Welcome gentle readers to another installment of the Sunday Morning Movie. Today it’s Japanese thriller, The Man Who Stole The Sun:
and next week’s film, Dersu Uzala:
Reviews of The Man Who Stole the Sun:
Letterboxd says:
Probably one of the coolest films I’ve ever seen. You got our lead inspector—awesomely played by Bunta Sugarawa-—kicking a kidnapper’s arse and taking him down in one of the most badass fashions. Our lead villain is like a terrorist version of Walter White, where instead of selling drugs, he builds up a nuclear bomb and threatens to make it go kaboom! All while chewing and popping his gum, walking around with such confidence. And that whole third act where a dude hangs from a helicopter while shooting someone with his big gun. On top of that, the whole film is incredibly shot. I mean, something as mundane as the scene in the train station looked stunning. And the score is a lowkey bop.
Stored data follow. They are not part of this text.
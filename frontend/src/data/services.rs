#[derive(Clone, Debug, PartialEq)]
pub struct Service {
    pub id: u32,
    pub icon: &'static str,
    pub title: &'static str,
    pub description: &'static str,
    pub features: &'static [&'static str],
}

pub const SERVICES: &[Service] = &[
    Service {
        id: 1,
        icon: "✈️",
        title: "Flight Booking",
        description: "Domestic and international tickets at the best available fares.",
        features: &["Best fare search", "Group bookings", "Date change support"],
    },
    Service {
        id: 2,
        icon: "🏨",
        title: "Hotel Reservations",
        description: "Handpicked stays from boutique homestays to luxury resorts.",
        features: &["Verified properties", "Early check-in requests", "Special occasion setups"],
    },
    Service {
        id: 3,
        icon: "🗺️",
        title: "Tour Packages",
        description: "Complete itineraries with transfers, sightseeing and guides.",
        features: &["Customizable routes", "Local guides", "All-inclusive options"],
    },
    Service {
        id: 4,
        icon: "🛂",
        title: "Visa Assistance",
        description: "Paperwork, appointments and follow-ups handled for you.",
        features: &["Document checklist", "Appointment booking", "Application tracking"],
    },
    Service {
        id: 5,
        icon: "🚗",
        title: "Car Rentals",
        description: "Chauffeur-driven cars and self-drive options wherever you go.",
        features: &["Airport pickups", "Outstation trips", "Experienced drivers"],
    },
    Service {
        id: 6,
        icon: "🛡️",
        title: "Travel Insurance",
        description: "Cover for medical emergencies, delays and lost baggage.",
        features: &["Medical cover", "Trip cancellation", "Baggage protection"],
    },
    Service {
        id: 7,
        icon: "💍",
        title: "Honeymoon Planning",
        description: "Romantic getaways with thoughtful little surprises along the way.",
        features: &["Couple-friendly stays", "Candlelight dinners", "Private tours"],
    },
    Service {
        id: 8,
        icon: "🏢",
        title: "Corporate Travel",
        description: "Offsites, conferences and business trips without the hassle.",
        features: &["Bulk bookings", "Invoicing support", "Dedicated coordinator"],
    },
];

/// A step of the "How We Work" section.
pub struct ProcessStep {
    pub step: &'static str,
    pub title: &'static str,
    pub description: &'static str,
    pub icon: &'static str,
}

pub const PROCESS_STEPS: &[ProcessStep] = &[
    ProcessStep { step: "01", title: "Consultation", description: "We start with understanding your travel dreams, preferences, budget, and requirements.", icon: "💬" },
    ProcessStep { step: "02", title: "Planning", description: "Our experts craft a personalized itinerary with accommodations, activities, and logistics.", icon: "📋" },
    ProcessStep { step: "03", title: "Booking", description: "We handle all bookings and reservations, ensuring everything is confirmed and ready.", icon: "✅" },
    ProcessStep { step: "04", title: "Support", description: "24/7 assistance during your trip to ensure everything goes smoothly and you have support.", icon: "🛡️" },
];

/// Icon, title and body of a small feature card.
pub struct Highlight {
    pub icon: &'static str,
    pub title: &'static str,
    pub description: &'static str,
}

pub const BENEFITS: &[Highlight] = &[
    Highlight { icon: "💰", title: "No Hidden Costs", description: "Transparent pricing with detailed breakdowns. What you see is what you pay." },
    Highlight { icon: "🤝", title: "Personal Touch", description: "Every interaction is human-to-human. No bots, no automated responses." },
    Highlight { icon: "🗺️", title: "Local Expertise", description: "Our network of local guides and partners ensures authentic experiences." },
    Highlight { icon: "🔄", title: "Flexible Cancellation", description: "Life happens. We offer flexible cancellation policies for peace of mind." },
    Highlight { icon: "🚨", title: "24/7 Emergency Support", description: "Round-the-clock assistance for any emergency or urgent requirements." },
    Highlight { icon: "⚙️", title: "Customization", description: "Every trip is unique. We customize everything based on your preferences." },
];

pub const HERO_HIGHLIGHTS: &[Highlight] = &[
    Highlight { icon: "✈️", title: "Personal Touch", description: "Every service handled personally with care and attention" },
    Highlight { icon: "🌍", title: "Global Destinations", description: "Domestic and international travel experiences" },
    Highlight { icon: "🎯", title: "Customized Tours", description: "Tailored itineraries to match your preferences" },
];

pub const TRAVEL_MOMENTS: &[Highlight] = &[
    Highlight { icon: "📱", title: "Share Your Journey", description: "Tag us in your travel photos on social media and become part of our travel community." },
    Highlight { icon: "📷", title: "Professional Photography", description: "We can arrange professional photographers to capture your special moments during the trip." },
    Highlight { icon: "📖", title: "Travel Albums", description: "Get personalized photo albums delivered to your home as a keepsake of your amazing journey." },
];

pub struct Testimonial {
    pub name: &'static str,
    pub trip: &'static str,
    pub quote: &'static str,
    pub rating: u8,
}

pub const TESTIMONIALS: &[Testimonial] = &[
    Testimonial { name: "Anjali M.", trip: "Kerala Backwaters", quote: "Every detail was taken care of. The houseboat stay was the highlight of our year.", rating: 5 },
    Testimonial { name: "Rahul & Priya", trip: "Maldives Honeymoon", quote: "They planned surprises we didn't even know to ask for. Truly personal service.", rating: 5 },
    Testimonial { name: "Thomas K.", trip: "Swiss Alps", quote: "Smooth visas, great hotels and a 2 AM phone call answered within minutes.", rating: 4 },
];

#[cfg(test)]
mod tests {
    use super::*;
    use std::collections::HashSet;

    #[test]
    fn service_ids_are_unique() {
        let ids: HashSet<u32> = SERVICES.iter().map(|s| s.id).collect();
        assert_eq!(ids.len(), SERVICES.len());
        assert!(SERVICES.iter().all(|s| !s.features.is_empty()));
    }

    #[test]
    fn ratings_are_out_of_five() {
        assert!(TESTIMONIALS.iter().all(|t| (1..=5).contains(&t.rating)));
    }
}
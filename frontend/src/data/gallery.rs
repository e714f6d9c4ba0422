use crate::catalog::{Categorized, Category};
use Category::*;

#[derive(Clone, Debug, PartialEq)]
pub struct GalleryImage {
    pub id: u32,
    pub category: Category,
    pub destination: &'static str,
    pub title: &'static str,
    pub description: &'static str,
    pub src: &'static str,
}

impl Categorized for GalleryImage {
    fn category(&self) -> Category {
        self.category
    }
}

const fn image(
    id: u32,
    category: Category,
    destination: &'static str,
    title: &'static str,
    description: &'static str,
    src: &'static str,
) -> GalleryImage {
    GalleryImage { id, category, destination, title, description, src }
}

pub const GALLERY_IMAGES: &[GalleryImage] = &[
    image(1, Food, "Europe", "Wine Tasting", "Exquisite wines from renowned vineyards", "/images/gallery/image.png"),
    image(2, Domestic, "Goa", "Pristine Beaches of Goa", "Crystal clear waters and golden sand beaches", "/images/gallery/image copy.png"),
    image(3, Domestic, "Kerala", "Backwaters of Kerala", "Serene houseboat journeys through lush greenery", "/images/gallery/image copy 2.png"),
    image(4, Domestic, "Manali", "Snow-capped Mountains", "Breathtaking views of the Himalayas", "/images/gallery/image copy 3.png"),
    image(5, Domestic, "Rajasthan", "Royal Palaces", "Magnificent architecture and rich heritage", "/images/gallery/image copy 4.png"),
    image(6, Domestic, "Goa", "Sunset at Anjuna Beach", "Spectacular evening views by the Arabian Sea", "/images/gallery/image copy 5.png"),
    image(7, Domestic, "Kerala", "Tea Plantations", "Rolling hills covered in emerald tea gardens", "/images/gallery/image copy 6.png"),
    image(8, International, "Dubai", "Burj Khalifa at Night", "Iconic skyline illuminated against the desert sky", "/images/gallery/image copy 7.png"),
    image(9, International, "Thailand", "Phi Phi Islands", "Tropical paradise with turquoise waters", "/images/gallery/image copy 8.png"),
    image(10, International, "Singapore", "Gardens by the Bay", "Futuristic architecture meets nature", "/images/gallery/image copy 9.png"),
    image(11, International, "Maldives", "Overwater Villas", "Luxury accommodation above crystal-clear lagoons", "/images/gallery/image copy 10.png"),
    image(12, International, "Europe", "Eiffel Tower, Paris", "The iron lady standing tall in the City of Light", "/images/gallery/image copy 11.png"),
    image(13, International, "Europe", "Swiss Alps", "Majestic mountains and pristine alpine lakes", "/images/gallery/image copy 12.png"),
    image(14, Adventure, "Manali", "River Rafting", "Thrilling white water adventures in the mountains", "/images/gallery/image copy 13.png"),
    image(15, Adventure, "Dubai", "Desert Safari", "Exciting dune bashing and camel rides", "/images/gallery/image copy 14.png"),
    image(16, Adventure, "Thailand", "Island Hopping", "Exploring hidden gems across tropical islands", "/images/gallery/image copy 15.png"),
    image(17, Adventure, "Nepal", "Himalayan Trekking", "Epic journeys to the roof of the world", "/images/gallery/image copy 16.png"),
    image(18, Culture, "Rajasthan", "Traditional Dance", "Vibrant folk performances under starlit skies", "/images/gallery/image copy 17.png"),
    image(19, Culture, "Kerala", "Kathakali Performance", "Classical dance forms telling ancient stories", "/images/gallery/image copy 18.png"),
    image(20, Culture, "Japan", "Temple Gardens", "Peaceful zen gardens and ancient temples", "/images/gallery/image copy 19.png"),
    image(21, Food, "Kerala", "Traditional Cuisine", "Delicious South Indian delicacies", "/images/gallery/image copy 20.png"),
    image(22, Food, "Europe", "Wine Tasting - Vineyards", "Exquisite wines from renowned vineyards", "/images/gallery/image copy 21.png"),
    image(23, Food, "Dubai", "Fine Dining", "World-class restaurants with stunning views", "/images/gallery/image copy 22.png"),
];

#[cfg(test)]
mod tests {
    use super::*;
    use crate::catalog::{category_info, filter_by_category, ALL_KEY};
    use std::collections::HashSet;

    #[test]
    fn ids_are_unique_and_categories_known() {
        let ids: HashSet<u32> = GALLERY_IMAGES.iter().map(|i| i.id).collect();
        assert_eq!(ids.len(), GALLERY_IMAGES.len());
        assert!(GALLERY_IMAGES.iter().all(|i| category_info(i.category.key()).is_some()));
    }

    #[test]
    fn every_image_lands_in_exactly_one_filter() {
        let total: usize = Category::ALL
            .iter()
            .map(|c| filter_by_category(GALLERY_IMAGES, c.key()).len())
            .sum();
        assert_eq!(total, GALLERY_IMAGES.len());
        assert_eq!(filter_by_category(GALLERY_IMAGES, ALL_KEY).len(), 23);
        assert_eq!(filter_by_category(GALLERY_IMAGES, "domestic").len(), 6);
    }
}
All in all, it slows down in the middle where it focuses more on the preparation of the bomb and a romance, but otherwise, the film is such a thrill ride, an underrated gem of propulsive and exciting crime action cinema.
BTW: the fact director Kazuhiko Hasegawa only directed two films is criminal.
and
This movie’s out to roast everybody: skewering mass media, generational conflict, global arms treaties, and lone-gunmen terrorist narratives. There’s plenty to dig into. And it (kinda surprisingly) has a more sophisticated understanding of politics than more explicitly political thrill rides (STRANGELOVE, THEY LIVE, etc).
But that’s not what makes this movie Great. I have not seen a movie escalate like THE MAN WHO STOLE THE SUN, my god. I was invested in this as a slow paced kinda technical thriller: watching a lonely weirdo wield too much power and accidentally best a lot of competent people stuck in an incompetent bureaucracy.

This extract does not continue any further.